| Quote #1
"My mother and I were left without relations in the world except for one uncle, Ralph Smith who went to Africa twenty-five years ago, and we have never had a word from him since." (Solitary Cyclist.13)
This idea of someone heading off to the Empire and disappearing is actually a pretty common trope in English literature. In terms of storytelling, the Empire provided all sorts handy tropes: exotic locales, a convenient place to ship off unwanted characters, a site of mystery, etc. In terms of reality, lots of families had relatives living far off in the Empire in this era, so the long-absent Ralph Smith isn't that unusual.
| Quote #2
"Lie number one," said the old man; "I never saw either of these until two months ago, and I have never been in Africa in my life, so you can put that in your pipe and smoke it, Mr. Busybody Holmes!"

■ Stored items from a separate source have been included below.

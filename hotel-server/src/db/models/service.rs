//! Service Catalog Model

use super::serde_helpers;
use chrono::{DateTime, Utc};
use serde::{Deserialize, Serialize};
use surrealdb::RecordId;

/// Service category
#[derive(Debug, Clone, Copy, PartialEq, Eq, Serialize, Deserialize)]
pub enum ServiceType {
    Housekeeping,
    #[serde(rename = "Room Service")]
    RoomService,
    Concierge,
    Others,
}

/// Service catalog entity
#[derive(Debug, Clone, Serialize, Deserialize)]
pub struct Service {
    #[serde(
        default,
        skip_serializing_if = "Option::is_none",
        with = "serde_helpers::option_record_id"
    )]
    pub id: Option<RecordId>,
    pub service_type: ServiceType,
    pub service_name: String,
    pub price: f64,
    #[serde(default)]
    pub created_at: Option<DateTime<Utc>>,
    #[serde(default)]
    pub updated_at: Option<DateTime<Utc>>,
}

/// Create service payload
#[derive(Debug, Clone, Serialize, Deserialize)]
pub struct ServiceCreate {
    pub service_type: ServiceType,
    pub service_name: String,
    pub price: f64,
}

/// Update service payload
#[derive(Debug, Clone, Default, Serialize, Deserialize)]
pub struct ServiceUpdate {
    #[serde(skip_serializing_if = "Option::is_none")]
    pub service_type: Option<ServiceType>,
    #[serde(skip_serializing_if = "Option::is_none")]
    pub service_name: Option<String>,
    #[serde(skip_serializing_if = "Option::is_none")]
    pub price: Option<f64>,
}
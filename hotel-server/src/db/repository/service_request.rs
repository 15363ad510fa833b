//! Service Request Repository

use super::{parse_record_id, BaseRepository, RepoError, RepoResult};
use crate::db::models::ServiceRequest;
use shared::ServiceRequestStatus;
use surrealdb::{RecordId, Surreal};
use surrealdb::engine::local::Db;

const TABLE: &str = "service_request";
const REQUEST_SEQ_START: i64 = 1000;

#[derive(Clone)]
pub struct ServiceRequestRepository {
    base: BaseRepository,
}

impl ServiceRequestRepository {
    pub fn new(db: Surreal<Db>) -> Self {
        Self {
            base: BaseRepository::new(db),
        }
    }

    pub async fn next_request_id(&self) -> RepoResult<i64> {
        self.base.next_sequence(TABLE, REQUEST_SEQ_START).await
    }

    pub async fn find_all(&self) -> RepoResult<Vec<ServiceRequest>> {
        let requests: Vec<ServiceRequest> = self
            .base
            .db()
            .query("SELECT * FROM service_request ORDER BY request_id DESC")
            .await?
            .take(0)?;
        Ok(requests)
    }

    pub async fn find_by_id(&self, id: &str) -> RepoResult<Option<ServiceRequest>> {
        let thing = parse_record_id(id)?;
        let request: Option<ServiceRequest> = self.base.db().select(thing).await?;
        Ok(request)
    }

    /// Fulfilled requests, for billing.
    ///
    /// The booking link is stored as a string, so the filter binds the
    /// string form.
    pub async fn find_completed_for_booking(
        &self,
        booking: &RecordId,
    ) -> RepoResult<Vec<ServiceRequest>> {
        let requests: Vec<ServiceRequest> = self
            .base
            .db()
            .query(
                "SELECT * FROM service_request WHERE booking = $booking \
                 AND status = $status ORDER BY request_id",
            )
            .bind(("booking", booking.to_string()))
            .bind(("status", ServiceRequestStatus::Completed))
            .await?
            .take(0)?;
        Ok(requests)
    }

    pub async fn create(&self, request: ServiceRequest) -> RepoResult<ServiceRequest> {
        let created: Option<ServiceRequest> =
            self.base.db().create(TABLE).content(request).await?;
        created.ok_or_else(|| RepoError::Database("Failed to create service request".to_string()))
    }

    pub async fn set_status(
        &self,
        id: &RecordId,
        status: ServiceRequestStatus,
    ) -> RepoResult<ServiceRequest> {
        let mut result = self
            .base
            .db()
            .query(
                "UPDATE $request SET status = $status, updated_at = time::now() RETURN AFTER",
            )
            .bind(("request", id.clone()))
            .bind(("status", status))
            .await?;
        let requests: Vec<ServiceRequest> = result.take(0)?;
        requests
            .into_iter()
            .next()
            .ok_or_else(|| RepoError::NotFound(format!("Service request {} not found", id)))
    }

    pub async fn delete(&self, id: &str) -> RepoResult<bool> {
        let thing = parse_record_id(id)?;
        let deleted: Option<ServiceRequest> = self.base.db().delete(thing).await?;
        Ok(deleted.is_some())
    }
}
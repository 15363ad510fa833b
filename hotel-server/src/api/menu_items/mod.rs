//! Menu Item API module

mod handler;

use axum::{Router, routing::get};

use crate::core::ServerState;

pub fn router() -> Router<ServerState> {
    Router::new().nest("/api/menu-items", routes())
}

fn routes() -> Router<ServerState> {
    Router::new()
        .route("/", get(handler::list).post(handler::create))
        .route(
            "/{id}",
            get(handler::get_by_id)
                .put(handler::update)
                .delete(handler::delete),
        )
}
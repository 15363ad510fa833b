//! Hotel Back-Office Server
//!
//! REST back office for a hotel: rooms, guests, bookings, billing, food
//! orders, service requests and the supporting catalogs, persisted in an
//! embedded SurrealDB document store.
//!
//! # Module structure
//!
//! ```text
//! hotel-server/src/
//! ├── core/      # Config, state, HTTP server
//! ├── api/       # HTTP routes and handlers
//! ├── booking/   # Booking lifecycle manager (create / check-out)
//! ├── billing/   # Billing engine (charges, invoices, payments)
//! ├── db/        # Models and repositories
//! └── utils/     # Errors, logging, money helpers
//! ```
//!
//! The booking lifecycle (`booking`) and the billing engine (`billing`)
//! carry the business rules; everything under `api` is a thin layer of
//! validation + repository calls.

pub mod api;
pub mod billing;
pub mod booking;
pub mod core;
pub mod db;
pub mod utils;

// Re-export public types
pub use booking::BookingManager;
pub use billing::BillingEngine;
pub use core::{Config, Server, ServerState};
pub use utils::{AppError, AppResult};

// Re-export logger functions
pub use utils::logger::{init_logger, init_logger_with_file};

pub fn print_banner() {
    println!(
        r#"
    __  __      __       __
   / / / /___  / /____  / /
  / /_/ / __ \/ __/ _ \/ /
 / __  / /_/ / /_/  __/ /
/_/ /_/\____/\__/\___/_/
    "#
    );
}
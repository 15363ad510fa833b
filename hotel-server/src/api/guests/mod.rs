//! Guest API module

mod handler;

use axum::{Router, routing::get};

use crate::core::ServerState;

pub fn router() -> Router<ServerState> {
    Router::new().nest("/api/guests", routes())
}

fn routes() -> Router<ServerState> {
    Router::new()
        .route("/", get(handler::list).post(handler::create))
        .route(
            "/{id}",
            get(handler::get_by_id)
                .put(handler::update)
                .delete(handler::delete),
        )
}
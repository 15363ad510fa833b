//! Booking API module

mod handler;

use axum::{Router, routing::get, routing::patch};

use crate::core::ServerState;

pub fn router() -> Router<ServerState> {
    Router::new().nest("/api/bookings", routes())
}

fn routes() -> Router<ServerState> {
    Router::new()
        .route("/", get(handler::list).post(handler::create))
        .route(
            "/{id}",
            get(handler::get_by_id)
                .put(handler::update)
                .delete(handler::delete),
        )
        .route("/{id}/checkout", patch(handler::check_out))
}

This is one of the funnier exchanges in these story, thanks to the crotchety Mr. Williamson. Holmes also raises an interesting idea here: that criminals "coming over" versus "homemade" criminals. A person's foreign status definitely plays a role in criminal debates here.
| Quote #3
It represented an alert, sharp-featured simian man, with thick eyebrows and a very peculiar projection of the lower part of the face, like the muzzle of a baboon. (Six Napoleons.47)
Watson's diction, or word choice here alludes to eugenic ideas, or race theory that often associated foreigners with monkeys and apes in derogatory ways.